To install dependencies, run
pip install -r requirements.txt
apply_model.py file can be used to run inference for binding site prediction.
| Argument | Required | Choices | Description |
|---|---|---|---|
--config_model_name |
Yes | ps-s, ps-g, pesto |
Model configuration name to use. |
--device |
No (default: cpu) |
cpu, cuda |
Device to run the model on. |
--output_folder |
Yes | - | Path to save model predictions. |
--input_folder |
Yes | - | Path containing .pdb files to process. |
model pesto can be used for prediction of protein, dna/rna, small molecule, ion and lipid binding interfaces. While using pesto the script will output five PDB files <pdbid>_i[0-4].pdb these are for predictions on protein-protein, protein-nucleic acid, protein-ion, protein-ligand, and protein-lipid, respectively. For carbohydrate binding site prediction I used the ps-g model. This will generate two PDB outputs <pdbid>_i0.pdb for protein-carbohydrate prediction and <pdbid>_i1.pdb for protein-cyclodextrin prediction.
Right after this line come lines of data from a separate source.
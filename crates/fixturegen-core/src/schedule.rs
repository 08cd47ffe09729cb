//! Completed schedules.
//!
//! A [`Schedule`] is a fully populated grid of fixtures, stored row-major. It is
//! what the search engine returns on success and what the validation functions
//! in [`validation`](crate::validation) inspect.
//!
//! # Examples
//!
//! ```
//! use fixturegen_core::{Coordinate, EntityCount, Fixture, Schedule};
//!
//! let count = EntityCount::new(2)?;
//! let schedule = Schedule::from_fixtures(
//!     count,
//!     vec![Fixture::from_indices(0, 1), Fixture::from_indices(1, 0)],
//! )
//! .unwrap();
//!
//! assert_eq!(schedule[Coordinate::new(1, 0)], Fixture::from_indices(1, 0));
//! assert_eq!(schedule.to_string(), "Round 1: 1-2\nRound 2: 2-1\n");
//! # Ok::<(), fixturegen_core::EntityCountError>(())
//! ```

use std::{
    fmt::{self, Display, Write as _},
    ops::Index,
};

use serde::{Serialize, ser::SerializeStruct as _};

use crate::{Coordinate, EntityCount, Fixture, GridShape};

/// The number of fixtures does not fill the grid of the entity count.
#[derive(Debug, Clone, Copy, PartialEq, Eq, derive_more::Display, derive_more::Error)]
#[display("schedule needs {expected} fixtures, got {actual}")]
pub struct ShapeMismatchError {
    /// Number of cells in the grid.
    pub expected: usize,
    /// Number of fixtures supplied.
    pub actual: usize,
}

/// A complete double round-robin schedule.
#[derive(Debug, Clone, PartialEq, Eq)]
pub struct Schedule {
    shape: GridShape,
    fixtures: Vec<Fixture>,
}

impl Schedule {
    /// Creates a schedule from fixtures listed in row-major order.
    ///
    /// No scheduling rule is checked here; use the `check_*` methods for that.
    ///
    /// # Errors
    ///
    /// Returns [`ShapeMismatchError`] if the number of fixtures differs from the
    /// number of grid cells for `entities`.
    pub fn from_fixtures(
        entities: EntityCount,
        fixtures: Vec<Fixture>,
    ) -> Result<Self, ShapeMismatchError> {
        let shape = GridShape::new(entities);
        if fixtures.len() != shape.cell_count() {
            return Err(ShapeMismatchError {
                expected: shape.cell_count(),
                actual: fixtures.len(),
            });
        }
        Ok(Self { shape, fixtures })
    }

    /// Returns the grid shape.
    #[must_use]
    pub fn shape(&self) -> GridShape {
        self.shape
    }

    /// Returns the number of scheduled entities.
    #[must_use]
    pub fn entities(&self) -> EntityCount {
        self.shape.entities()
    }

    /// Returns the fixture at a cell, or `None` outside the grid.
    #[must_use]
    pub fn get(&self, coord: Coordinate) -> Option<Fixture> {
        self.shape
            .contains(coord)
            .then(|| self.fixtures[self.shape.index(coord)])
    }

    /// Returns all fixtures in row-major order.
    #[must_use]
    pub fn fixtures(&self) -> &[Fixture] {
        &self.fixtures
    }

    /// Returns the fixtures of one round.
    ///
    /// # Panics
    ///
    /// Panics if `round` is outside the grid.
    #[must_use]
    pub fn round(&self, round: usize) -> &[Fixture] {
        assert!(round < self.shape.rounds(), "round {round} out of range");
        let start = round * self.shape.courts();
        &self.fixtures[start..start + self.shape.courts()]
    }

    /// Returns an iterator over the rounds.
    pub fn rounds(&self) -> impl ExactSizeIterator<Item = &[Fixture]> {
        self.fixtures.chunks_exact(self.shape.courts())
    }

    /// Returns an iterator over every cell and its fixture, in row-major order.
    pub fn iter(&self) -> impl ExactSizeIterator<Item = (Coordinate, Fixture)> + '_ {
        self.shape.cells().zip(self.fixtures.iter().copied())
    }

    /// Renders the schedule with custom entity labels, one round per line.
    ///
    /// Entity `i` is written as `labels[i]`.
    ///
    /// # Panics
    ///
    /// Panics if there are fewer labels than entities.
    ///
    /// # Examples
    ///
    /// ```
    /// use fixturegen_core::{EntityCount, Fixture, Schedule, default_labels};
    ///
    /// let count = EntityCount::new(2)?;
    /// let schedule = Schedule::from_fixtures(
    ///     count,
    ///     vec![Fixture::from_indices(0, 1), Fixture::from_indices(1, 0)],
    /// )
    /// .unwrap();
    ///
    /// let text = schedule.render_with(&default_labels(count));
    /// assert_eq!(text, "Round 1: A-B\nRound 2: B-A\n");
    /// # Ok::<(), fixturegen_core::EntityCountError>(())
    /// ```
    #[must_use]
    pub fn render_with<L: Display>(&self, labels: &[L]) -> String {
        assert!(
            labels.len() >= usize::from(self.entities().get()),
            "need {} labels, got {}",
            self.entities(),
            labels.len()
        );
        let mut out = String::new();
        self.write_rounds(&mut out, |f, fixture| {
            write!(
                f,
                "{}-{}",
                labels[usize::from(fixture.home.index())],
                labels[usize::from(fixture.away.index())]
            )
        })
        .expect("writing to a String never fails");
        out
    }

    fn write_rounds<W, F>(&self, out: &mut W, mut write_fixture: F) -> fmt::Result
    where
        W: fmt::Write,
        F: FnMut(&mut W, Fixture) -> fmt::Result,
    {
        let width = self.shape.rounds().to_string().len();
        for (i, round) in self.rounds().enumerate() {
            write!(out, "Round {:>width$}: ", i + 1)?;
            for (j, fixture) in round.iter().enumerate() {
                if j > 0 {
                    out.write_str(", ")?;
                }
                write_fixture(out, *fixture)?;
            }
            out.write_char('\n')?;
        }
        Ok(())
    }
}

impl Index<Coordinate> for Schedule {
    type Output = Fixture;

    fn index(&self, coord: Coordinate) -> &Self::Output {
        assert!(self.shape.contains(coord), "{coord} is outside the grid");
        &self.fixtures[self.shape.index(coord)]
    }
}

impl Display for Schedule {
    fn fmt(&self, f: &mut fmt::Formatter<'_>) -> fmt::Result {
        self.write_rounds(f, |f, fixture| write!(f, "{fixture}"))
    }
}

impl Serialize for Schedule {
    fn serialize<S>(&self, serializer: S) -> Result<S::Ok, S::Error>
    where
        S: serde::Serializer,
    {
        let rounds: Vec<&[Fixture]> = self.rounds().collect();
        let mut state = serializer.serialize_struct("Schedule", 2)?;
        state.serialize_field("entities", &self.entities())?;
        state.serialize_field("rounds", &rounds)?;
        state.end()
    }
}

/// Returns spreadsheet-style letter labels (`A`, `B`, ..., `Z`, `AA`, ...) for
/// every entity.
///
/// # Examples
///
/// ```
/// use fixturegen_core::{EntityCount, default_labels};
///
/// let labels = default_labels(EntityCount::new(28)?);
/// assert_eq!(labels[0], "A");
/// assert_eq!(labels[25], "Z");
/// assert_eq!(labels[27], "AB");
/// # Ok::<(), fixturegen_core::EntityCountError>(())
/// ```
#[must_use]
pub fn default_labels(entities: EntityCount) -> Vec<String> {
    entities
        .entities()
        .map(|entity| {
            let mut n = usize::from(entity.index()) + 1;
            let mut label = Vec::new();
            while n > 0 {
                let rem = (n - 1) % 26;
                #[expect(clippy::cast_possible_truncation)]
                label.push(b'A' + rem as u8);
                n = (n - 1) / 26;
            }
            label.iter().rev().map(|&b| char::from(b)).collect()
        })
        .collect()
}

#[cfg(test)]
mod tests {
    use super::*;

    fn four_entity_schedule() -> Schedule {
        let fixtures = [
            (0, 1),
            (3, 2),
            (0, 2),
            (3, 1),
            (0, 3),
            (1, 2),
            (2, 1),
            (3, 0),
            (1, 0),
            (2, 3),
            (2, 0),
            (1, 3),
        ]
        .into_iter()
        .map(|(h, a)| Fixture::from_indices(h, a))
        .collect();
        Schedule::from_fixtures(EntityCount::new(4).unwrap(), fixtures).unwrap()
    }

    #[test]
    fn test_from_fixtures_checks_length() {
        let count = EntityCount::new(4).unwrap();
        let err = Schedule::from_fixtures(count, vec![Fixture::from_indices(0, 1)]).unwrap_err();
        assert_eq!(
            err,
            ShapeMismatchError {
                expected: 12,
                actual: 1
            }
        );
    }

    #[test]
    fn test_round_access() {
        let schedule = four_entity_schedule();
        assert_eq!(schedule.rounds().len(), 6);
        assert_eq!(
            schedule.round(2),
            &[Fixture::from_indices(0, 3), Fixture::from_indices(1, 2)]
        );
        assert_eq!(
            schedule.get(Coordinate::new(5, 1)),
            Some(Fixture::from_indices(1, 3))
        );
        assert_eq!(schedule.get(Coordinate::new(6, 0)), None);
        assert_eq!(schedule.iter().nth(3).unwrap().0, Coordinate::new(1, 1));
    }

    #[test]
    fn test_display() {
        let text = four_entity_schedule().to_string();
        let lines: Vec<_> = text.lines().collect();
        assert_eq!(lines.len(), 6);
        assert_eq!(lines[0], "Round 1: 1-2, 4-3");
        assert_eq!(lines[5], "Round 6: 3-1, 2-4");
    }

    #[test]
    fn test_display_pads_round_numbers() {
        let count = EntityCount::new(6).unwrap();
        let fixtures = vec![Fixture::from_indices(0, 1); 30];
        let text = Schedule::from_fixtures(count, fixtures)
            .unwrap()
            .to_string();
        assert!(text.starts_with("Round  1: "));
        assert!(text.lines().last().unwrap().starts_with("Round 10: "));
    }

    #[test]
    fn test_render_with_labels() {
        let labels = ["north", "south", "east", "west"];
        let text = four_entity_schedule().render_with(&labels);
        assert!(text.starts_with("Round 1: north-south, west-east\n"));
    }

    #[test]
    #[should_panic(expected = "need 4 labels, got 2")]
    fn test_render_with_too_few_labels_panics() {
        let _ = four_entity_schedule().render_with(&["a", "b"]);
    }

    #[test]
    fn test_serialize() {
        let count = EntityCount::new(2).unwrap();
        let schedule = Schedule::from_fixtures(
            count,
            vec![Fixture::from_indices(0, 1), Fixture::from_indices(1, 0)],
        )
        .unwrap();
        let json = serde_json::to_string(&schedule).unwrap();
        assert_eq!(
            json,
            r#"{"entities":2,"rounds":[[{"home":0,"away":1}],[{"home":1,"away":0}]]}"#
        );
    }

    #[test]
    fn test_default_labels() {
        let labels = default_labels(EntityCount::new(32).unwrap());
        assert_eq!(labels.len(), 32);
        assert_eq!(labels[1], "B");
        assert_eq!(labels[26], "AA");
        assert_eq!(labels[31], "AF");
    }
}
I only used the <pdbid>_i0.pdb
Example usage
python apply_model.py --config_model_name=pesto --device=cuda --output_folder=./output_pesto --input_folder=./inputdir
The predicted values are stored in the b-factor column. This can be visualized in PyMOL using:
spectrum b, blue_white_red, all, 0, 1
Or in ChimeraX using:
color bfactor palette "#2B59C3:#D1D1D1:#D7263D" range 0,1
process_interface_pred.py can be used to store per-residue predictions to a csv file. Please change the file paths accordingly.